## Material provided
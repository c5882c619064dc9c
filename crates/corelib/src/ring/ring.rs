//! Hash ring data structure.

use std::collections::{BTreeMap, BTreeSet};

use tracing::debug;

use crate::member::MemberId;
use crate::partitioner::{Crc32Partitioner, Partitioner};
use crate::token::{RingToken, RING_SPACE};
use crate::vnode::VirtualNode;

/// Virtual nodes per member unless configured otherwise.
pub const DEFAULT_REPLICA_FACTOR: usize = 100;

/// Consistent hash ring mapping string keys to member ids.
///
/// Each member owns `replica_factor` virtual nodes. Entries live in a
/// `BTreeMap` keyed by token, so the ring is sorted after every mutation and
/// a lookup is a single ordered range query.
///
/// The ring has no interior locking. Whoever owns it serializes mutations
/// against lookups (the registry keeps it under its own lock).
///
/// Two members hashing to the exact same token is resolved last write wins.
#[derive(Debug, Clone)]
pub struct HashRing<P: Partitioner = Crc32Partitioner> {
    vnodes: BTreeMap<RingToken, MemberId>,
    replica_factor: usize,
    partitioner: P,
}

impl HashRing<Crc32Partitioner> {
    /// Create an empty ring hashing with CRC-32.
    pub fn new(replica_factor: usize) -> Self {
        Self::with_partitioner(replica_factor, Crc32Partitioner)
    }
}

impl Default for HashRing<Crc32Partitioner> {
    fn default() -> Self {
        Self::new(DEFAULT_REPLICA_FACTOR)
    }
}

impl<P: Partitioner> HashRing<P> {
    /// Create an empty ring with a custom partitioner.
    pub fn with_partitioner(replica_factor: usize, partitioner: P) -> Self {
        Self {
            vnodes: BTreeMap::new(),
            replica_factor,
            partitioner,
        }
    }

    /// Insert `replica_factor` virtual nodes for `id`.
    ///
    /// Adding an id that is already present rewrites its own tokens, so the
    /// entry count does not grow, but callers should not lean on that: a
    /// collision with another member's token is overwritten in the meantime.
    pub fn add_member(&mut self, id: &MemberId) {
        for i in 0..self.replica_factor {
            let vnode = VirtualNode::from_index(&self.partitioner, id, i);
            if let Some(previous) = self.vnodes.insert(vnode.token, vnode.member_id) {
                if &previous != id {
                    debug!(token = %vnode.token, %previous, member = %id, "vnode token collision");
                }
            }
        }
        debug!(member = %id, replica_factor = self.replica_factor, "added member to ring");
    }

    /// Remove every virtual node owned by `id`.
    ///
    /// Returns `true` if anything was removed.
    pub fn remove_member(&mut self, id: &MemberId) -> bool {
        let before = self.vnodes.len();
        self.vnodes.retain(|_, owner| owner != id);
        let removed = before - self.vnodes.len();
        if removed > 0 {
            debug!(member = %id, removed, "removed member from ring");
        }
        removed > 0
    }

    /// Find the member responsible for `key`.
    ///
    /// Walks clockwise from `hash(key)` to the first virtual node with a
    /// token >= the key's, wrapping to the lowest token. `None` on an empty
    /// ring.
    pub fn resolve(&self, key: &str) -> Option<&MemberId> {
        self.resolve_token(self.partitioner.partition(key.as_bytes()))
    }

    /// Find the member owning an already hashed position.
    pub fn resolve_token(&self, token: RingToken) -> Option<&MemberId> {
        self.vnodes
            .range(token..)
            .next()
            .or_else(|| self.vnodes.iter().next())
            .map(|(_, id)| id)
    }

    /// Distinct member ids currently on the ring.
    pub fn members(&self) -> BTreeSet<MemberId> {
        self.vnodes.values().cloned().collect()
    }

    pub fn contains(&self, id: &MemberId) -> bool {
        self.vnodes.values().any(|owner| owner == id)
    }

    pub fn member_count(&self) -> usize {
        self.members().len()
    }

    /// Total number of virtual nodes.
    pub fn entry_count(&self) -> usize {
        self.vnodes.len()
    }

    pub fn is_empty(&self) -> bool {
        self.vnodes.is_empty()
    }

    pub fn replica_factor(&self) -> usize {
        self.replica_factor
    }

    pub fn partitioner_name(&self) -> &'static str {
        self.partitioner.name()
    }

    /// All virtual nodes in ring order.
    pub fn entries(&self) -> Vec<VirtualNode> {
        self.vnodes
            .iter()
            .map(|(token, id)| VirtualNode::new(*token, id.clone()))
            .collect()
    }

    /// Fraction of the token space owned by each member.
    ///
    /// A virtual node owns the arc from its predecessor (exclusive) up to
    /// its own token (inclusive). Shares sum to 1.0 on a non-empty ring.
    pub fn ownership(&self) -> BTreeMap<MemberId, f64> {
        let mut owned: BTreeMap<MemberId, u64> = BTreeMap::new();

        if self.vnodes.len() == 1 {
            if let Some(id) = self.vnodes.values().next() {
                owned.insert(id.clone(), RING_SPACE);
            }
        } else if let Some((last, _)) = self.vnodes.iter().next_back() {
            let mut prev = *last;
            for (token, id) in &self.vnodes {
                *owned.entry(id.clone()).or_default() += prev.distance_to(token);
                prev = *token;
            }
        }

        owned
            .into_iter()
            .map(|(id, span)| (id, span as f64 / RING_SPACE as f64))
            .collect()
    }
}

## Work order
From the records above, print only the lines between the one holding "lean on that: a" and the one holding "on the ring.", inclusive, exactly as they stand.

## Reply
    /// entry count does not grow, but callers should not lean on that: a
    /// collision with another member's token is overwritten in the meantime.
    pub fn add_member(&mut self, id: &MemberId) {
        for i in 0..self.replica_factor {
            let vnode = VirtualNode::from_index(&self.partitioner, id, i);
            if let Some(previous) = self.vnodes.insert(vnode.token, vnode.member_id) {
                if &previous != id {
                    debug!(token = %vnode.token, %previous, member = %id, "vnode token collision");
                }
            }
        }
        debug!(member = %id, replica_factor = self.replica_factor, "added member to ring");
    }

    /// Remove every virtual node owned by `id`.
    ///
    /// Returns `true` if anything was removed.
    pub fn remove_member(&mut self, id: &MemberId) -> bool {
        let before = self.vnodes.len();
        self.vnodes.retain(|_, owner| owner != id);
        let removed = before - self.vnodes.len();
        if removed > 0 {
            debug!(member = %id, removed, "removed member from ring");
        }
        removed > 0
    }

    /// Find the member responsible for `key`.
    ///
    /// Walks clockwise from `hash(key)` to the first virtual node with a
    /// token >= the key's, wrapping to the lowest token. `None` on an empty
    /// ring.
    pub fn resolve(&self, key: &str) -> Option<&MemberId> {
        self.resolve_token(self.partitioner.partition(key.as_bytes()))
    }

    /// Find the member owning an already hashed position.
    pub fn resolve_token(&self, token: RingToken) -> Option<&MemberId> {
        self.vnodes
            .range(token..)
            .next()
            .or_else(|| self.vnodes.iter().next())
            .map(|(_, id)| id)
    }

    /// Distinct member ids currently on the ring.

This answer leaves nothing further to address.